Often, but not always, it is possible to settle a case with and agreement to impose probation. Probation is better than revocation or suspension of your license, but is nonetheless burdensome and goes on your official record for anyone to see.

You have to inform your employer that you are on probation, and report periodically to a staff member of the Board. Other conditions might include counseling, or remedial courses. While on probation you are not allowed to hold a supervisory position.

A client of mine was offered probation but refused because he thought he did nothing wrong and did not like the stigma attached. His underlying conduct involved a car accident in which he ran over the median of a roadway. He was taking Xanax, prescribed for panic disorder – and the dose was within the acceptable amount for driving. We had a hearing, and the judge ruled to dismiss the Board’s complaint.

Even if an Administrative Law Judge rules in your favor, the ruling is merely advisory. The Board has the power to reject the findings and revoke or suspend your license anyway. If the Board decides to reject a favorable ruling of the judge, the only other option is to file an action in Superior Court for what is called a Writ of Mandamus. However, this can be a lengthy and expensive proceeding.

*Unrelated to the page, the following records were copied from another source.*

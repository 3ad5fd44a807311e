//! Relevance test case model
//!
//! A test case couples free-text search terms with an assertion about the
//! ranked result list: Recall (IDs must appear within a rank threshold),
//! Precision (IDs must occupy the first positions), or Order (some IDs must
//! rank above others). Cases are declared statically as fixtures and are
//! immutable after construction; all invariants are checked at construction
//! time so a malformed fixture fails the run before any query is issued.

use std::collections::HashSet;

use crate::error::{Error, Result};

/// Last 1-indexed rank at which an expected ID still satisfies a recall
/// assertion, unless the case overrides it.
pub const DEFAULT_THRESHOLD_POSITION: usize = 10_000;

/// Fixed scan threshold for order assertions (not configurable per case).
pub const ORDER_THRESHOLD_POSITION: usize = 10_000;

/// Fields shared by every test case kind
#[derive(Debug, Clone, PartialEq, Eq)]
pub struct CaseMeta {
    /// Unique identifier, used for selection by substring match.
    /// Defaults to the search terms when not set explicitly.
    pub id: String,
    /// The free-text query input
    pub search_terms: String,
    /// Optional rationale, surfaced verbatim in failure diagnostics
    pub description: Option<String>,
    /// Expected-failure marker: inverts pass/fail reporting semantics
    pub known_failure: bool,
}

impl CaseMeta {
    fn new(search_terms: impl Into<String>) -> Self {
        let search_terms = search_terms.into();
        Self {
            id: search_terms.clone(),
            search_terms,
            description: None,
            known_failure: false,
        }
    }
}

/// A recall assertion: every expected ID must appear somewhere within the
/// top `threshold_position` results, and no forbidden ID may appear there.
#[derive(Debug, Clone, PartialEq, Eq)]
pub struct RecallCase {
    pub meta: CaseMeta,
    pub expected_ids: Vec<String>,
    pub forbidden_ids: Vec<String>,
    pub threshold_position: usize,
}

impl RecallCase {
    /// Create a recall case, validating that `expected_ids` is non-empty and
    /// free of duplicates.
    pub fn new<I, S>(search_terms: impl Into<String>, expected_ids: I) -> Result<Self>
    where
        I: IntoIterator<Item = S>,
        S: Into<String>,
    {
        let expected_ids: Vec<String> = expected_ids.into_iter().map(Into::into).collect();
        ensure_non_empty("expected_ids", &expected_ids)?;
        ensure_unique("expected_ids", &expected_ids)?;
        Ok(Self {
            meta: CaseMeta::new(search_terms),
            expected_ids,
            forbidden_ids: Vec::new(),
            threshold_position: DEFAULT_THRESHOLD_POSITION,
        })
    }

    /// IDs that must never appear in the scanned window
    pub fn with_forbidden_ids<I, S>(mut self, forbidden_ids: I) -> Result<Self>
    where
        I: IntoIterator<Item = S>,
        S: Into<String>,
    {
        self.forbidden_ids = forbidden_ids.into_iter().map(Into::into).collect();
        ensure_unique("forbidden_ids", &self.forbidden_ids)?;
        Ok(self)
    }

    pub fn with_threshold_position(mut self, threshold_position: usize) -> Self {
        self.threshold_position = threshold_position;
        self
    }

    pub fn with_id(mut self, id: impl Into<String>) -> Self {
        self.meta.id = id.into();
        self
    }

    pub fn with_description(mut self, description: impl Into<String>) -> Self {
        self.meta.description = Some(description.into());
        self
    }

    pub fn with_known_failure(mut self, known_failure: bool) -> Self {
        self.meta.known_failure = known_failure;
        self
    }
}

/// A precision assertion: the expected IDs must occupy exactly the first N
/// result positions, ordered when `strict`, as an unordered set otherwise.
#[derive(Debug, Clone, PartialEq, Eq)]
pub struct PrecisionCase {
    pub meta: CaseMeta,
    pub expected_ids: Vec<String>,
    pub strict: bool,
}

impl PrecisionCase {
    /// Create a precision case, validating that `expected_ids` is non-empty
    /// and free of duplicates.
    pub fn new<I, S>(search_terms: impl Into<String>, expected_ids: I) -> Result<Self>
    where
        I: IntoIterator<Item = S>,
        S: Into<String>,
    {
        let expected_ids: Vec<String> = expected_ids.into_iter().map(Into::into).collect();
        ensure_non_empty("expected_ids", &expected_ids)?;
        ensure_unique("expected_ids", &expected_ids)?;
        Ok(Self {
            meta: CaseMeta::new(search_terms),
            expected_ids,
            strict: false,
        })
    }

    /// Require the expected IDs in the exact order given
    pub fn with_strict(mut self, strict: bool) -> Self {
        self.strict = strict;
        self
    }

    pub fn with_id(mut self, id: impl Into<String>) -> Self {
        self.meta.id = id.into();
        self
    }

    pub fn with_description(mut self, description: impl Into<String>) -> Self {
        self.meta.description = Some(description.into());
        self
    }

    pub fn with_known_failure(mut self, known_failure: bool) -> Self {
        self.meta.known_failure = known_failure;
        self
    }
}

/// An order assertion: every `before_id` observed in the scanned window must
/// appear in the result stream ahead of any observed `after_id`. The
/// `after_ids` are not required to appear at all.
#[derive(Debug, Clone, PartialEq, Eq)]
pub struct OrderCase {
    pub meta: CaseMeta,
    pub before_ids: Vec<String>,
    pub after_ids: Vec<String>,
}

impl OrderCase {
    /// Create an order case, validating that both sets are non-empty, free of
    /// duplicates, and disjoint.
    pub fn new<I, J, S, T>(search_terms: impl Into<String>, before_ids: I, after_ids: J) -> Result<Self>
    where
        I: IntoIterator<Item = S>,
        J: IntoIterator<Item = T>,
        S: Into<String>,
        T: Into<String>,
    {
        let before_ids: Vec<String> = before_ids.into_iter().map(Into::into).collect();
        let after_ids: Vec<String> = after_ids.into_iter().map(Into::into).collect();
        ensure_non_empty("before_ids", &before_ids)?;
        ensure_non_empty("after_ids", &after_ids)?;
        ensure_unique("before_ids", &before_ids)?;
        ensure_unique("after_ids", &after_ids)?;

        let before_set: HashSet<&str> = before_ids.iter().map(String::as_str).collect();
        let mut overlap: Vec<&str> = after_ids
            .iter()
            .map(String::as_str)
            .filter(|id| before_set.contains(id))
            .collect();
        if !overlap.is_empty() {
            overlap.sort_unstable();
            return Err(Error::validation(format!(
                "before_ids and after_ids must not contain the same IDs: {}",
                overlap.join(", ")
            )));
        }

        Ok(Self {
            meta: CaseMeta::new(search_terms),
            before_ids,
            after_ids,
        })
    }

    pub fn with_id(mut self, id: impl Into<String>) -> Self {
        self.meta.id = id.into();
        self
    }

    pub fn with_description(mut self, description: impl Into<String>) -> Self {
        self.meta.description = Some(description.into());
        self
    }

    pub fn with_known_failure(mut self, known_failure: bool) -> Self {
        self.meta.known_failure = known_failure;
        self
    }
}

/// Closed sum of the three assertion kinds
///
/// The runner matches exhaustively on this, so a new case kind cannot be
/// added without also providing its evaluator.
#[derive(Debug, Clone, PartialEq, Eq)]
pub enum TestCase {
    Recall(RecallCase),
    Precision(PrecisionCase),
    Order(OrderCase),
}

impl TestCase {
    /// Fields shared by every case kind
    pub fn meta(&self) -> &CaseMeta {
        match self {
            TestCase::Recall(c) => &c.meta,
            TestCase::Precision(c) => &c.meta,
            TestCase::Order(c) => &c.meta,
        }
    }

    /// The case identifier used for selection and reporting
    pub fn id(&self) -> &str {
        &self.meta().id
    }

    /// Number of ranked results the fetcher must supply for the evaluator to
    /// examine its full window.
    pub fn fetch_window(&self) -> usize {
        match self {
            TestCase::Recall(c) => c.threshold_position.max(c.expected_ids.len() + 1),
            TestCase::Precision(c) => c.expected_ids.len(),
            TestCase::Order(_) => ORDER_THRESHOLD_POSITION,
        }
    }
}

impl From<RecallCase> for TestCase {
    fn from(case: RecallCase) -> Self {
        TestCase::Recall(case)
    }
}

impl From<PrecisionCase> for TestCase {
    fn from(case: PrecisionCase) -> Self {
        TestCase::Precision(case)
    }
}

impl From<OrderCase> for TestCase {
    fn from(case: OrderCase) -> Self {
        TestCase::Order(case)
    }
}

fn ensure_non_empty(field: &str, ids: &[String]) -> Result<()> {
    if ids.is_empty() {
        return Err(Error::validation(format!("{field} must not be empty")));
    }
    Ok(())
}

fn ensure_unique(field: &str, ids: &[String]) -> Result<()> {
    let mut seen = HashSet::with_capacity(ids.len());
    for id in ids {
        if !seen.insert(id.as_str()) {
            return Err(Error::validation(format!(
                "{field} must be unique, found duplicate '{id}'"
            )));
        }
    }
    Ok(())
}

Since 2009, after an inflammatory article in the Los Angeles Times that accused the Board of lax enforcement, the Board has become increasingly vigilant. Some cases that would never have been brought before are now filed.

If the Board is notified of wrongdoing sufficient to warrant an investigation, an investigator will interview you and others to analyze the underlying conduct. It is always important to cooperate with the investigator and, if possible, an attorney experienced in these types of matters should be present with you during the interview.

If the case goes forward, the Board will file an Accusation seeking to revoke or suspend your license. You are entitled to a hearing before an Administrative Law Judge. Rules of evidence are somewhat informal, which means that it’s easier to present a case against you.

Your attorney should gather mitigating evidence by way of letters of commendation, workplace performance records, witness statements in your behalf, and anything else that helps to explain the underlying circumstances.

Discipline imposed by another state must be disclosed to the Board when you renew your license, and in any event will be picked up by the Board from a national database. You will likely face a separate proceeding before the California Board for the same incident from another state.

If a nurse faces especially serious charges it may be prudent to simply surrender the license, with the understanding that you can apply for reinstatement after a specified period of time – something that can be negotiated beforehand. Recently, I had a client who incurred a very serious embezzlement conviction, and the Board agreed that she could apply for reinstatement after only one year of surrender.

The disciplinary process can be made fairer, especially for those nurses who have never had a violation before and have an exemplary work history. Minor practice violations, in my opinion, should not result in disciplinary action, but can be resolved and corrected by remedial education, on-the-job training and monitoring, or letters of warning. This sort of corrective action is the policy in several other states. If the nurse complies with the agreed action plan, the Board could then consider the nurse’s completion of the plan as grounds to close the matter without further action. No “flag” is then placed against the nurse’s license regarding the conduct. It will take considerable lobbying and political will to persuade the California Board to change its sanction standards.

The importance of obtaining legal counsel cannot be emphasized enough. A disciplinary action can significantly impact a nurse’s practice and earnings, and it is important to look at the long-term gains, despite the costs of legal representation. The attorney the nurse selects should be experienced in representing professionals before disciplinary panels. Most attorneys will offer a free consultation.